As fate would have it, my job took me to Kansas City, Missouri last week, and I frantically did the thing that all right-thinking beer drinkers do when confronted with an unfamiliar city: I looked up the town breweries & pubs, then Mapquested directions from the airport. The one that Beer Advocate’s “Beerfly” resource seemed to indicate would be my best bet was called the 75TH STREET BREWERY. Upon landing, armed with my sheet of directions, that’s just where I headed, only to get ensnared in a Mapquestian nightmare of wrong turns, one-way streets, and no-handed driving with the overhead rental car light on. Chastened and frustrated (and very hungry & thirsty), I pulled into a neighborhood I’d been in once before called Westport, and lo & behold, right in front of me was McCOY’S PUBLIC HOUSE, a name I recognized from my half-hearted research. When I realized they brewed their own beer, well, “dinner was served”, as they say.
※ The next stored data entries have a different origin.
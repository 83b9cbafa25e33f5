// ==========================================
// 家禽杂交预测系统 - 仓储层错误类型
// ==========================================
// 工具: thiserror 派生宏
// ==========================================

use thiserror::Error;

/// 仓储层错误类型
#[derive(Error, Debug)]
pub enum RepositoryError {
    // ===== 数据库错误 =====
    #[error("记录未找到: {entity} with id={id}")]
    NotFound { entity: String, id: String },

    #[error("数据库连接失败: {0}")]
    DatabaseConnectionError(String),

    #[error("数据库锁获取失败: {0}")]
    LockError(String),

    #[error("数据库查询失败: {0}")]
    DatabaseQueryError(String),

    #[error("唯一约束违反: {0}")]
    UniqueConstraintViolation(String),

    // ===== 序列化错误 =====
    #[error("序列化失败: {0}")]
    Serialization(String),

    // ===== 通用错误 =====
    #[error("内部错误: {0}")]
    InternalError(String),

    #[error(transparent)]
    Other(#[from] anyhow::Error),
}

// 实现 From<rusqlite::Error>
impl From<rusqlite::Error> for RepositoryError {
    fn from(err: rusqlite::Error) -> Self {
        match err {
            rusqlite::Error::SqliteFailure(_, Some(msg)) => {
                if msg.contains("UNIQUE") {
                    RepositoryError::UniqueConstraintViolation(msg)
                } else {
                    RepositoryError::DatabaseQueryError(msg)
                }
            }
            rusqlite::Error::QueryReturnedNoRows => RepositoryError::NotFound {
                entity: "Unknown".to_string(),
                id: "Unknown".to_string(),
            },
            _ => RepositoryError::DatabaseQueryError(err.to_string()),
        }
    }
}

// 实现 From<serde_json::Error>
impl From<serde_json::Error> for RepositoryError {
    fn from(err: serde_json::Error) -> Self {
        RepositoryError::Serialization(err.to_string())
    }
}

/// Result 类型别名
pub type RepositoryResult<T> = Result<T, RepositoryError>;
After asking for a table for one, I was seated next to a table – I kid you not – packed with six burly, beefy, corn-fed Midwestern cops in full uniform, right out of central casting. No one else was seated in my section – just me & the cops. Would you fault me for therefore ordering the lowest-ABV beer on the menu before getting my bearings? Good thing I did, as McCOY’S THOMPSON’S DRY STOUT was a really refreshing, smoky-tasting stout that I found to be quite a bit above my expectations. A little thin, perhaps, but this was counterbalanced with some delicious roasted malts that, like I said, has a crisp “smoked” taste that worked well. Good on ya, McCOY’S! 7/10.
So those cops didn’t skedaddle anywhere, but they also weren’t actively checking my alcohol intake either, and were busy talkin’ about the Monday Night Football game then being projected on the big screens. Knowing that I’d get totally lost on my way to Overland Park, Kansas (my ultimate destination), I kept my tastings to a mere 10-oz. glass, and proceeded to order the NEWCOMB’S IPA. I declare with not a small amount of perverse pride that this is quite simply the single worst IPA I’ve ever tasted, and a beer that now sets a record for lowest-rated beer in the history of Hedonist Beer Jive. The “pride” I felt was probably more akin to relief, as it proved to me that not every beer I drink falls into the milquetoast “good to great” 6-to-9 range, and that there are still poorly-executed craft beers out there. They’re not all great – how about that? My taste buds still work! NEWCOMB’S IPA was bitter beyond belief, with no balance whatsoever. Like a stuffed mouthful of dry, hurtful hops, worse than any homebrew I’ve had. Ever. 2.5/10, and I couldn’t finish it. Should have had a “RED LIGHT RASBERRY” instead – seriously.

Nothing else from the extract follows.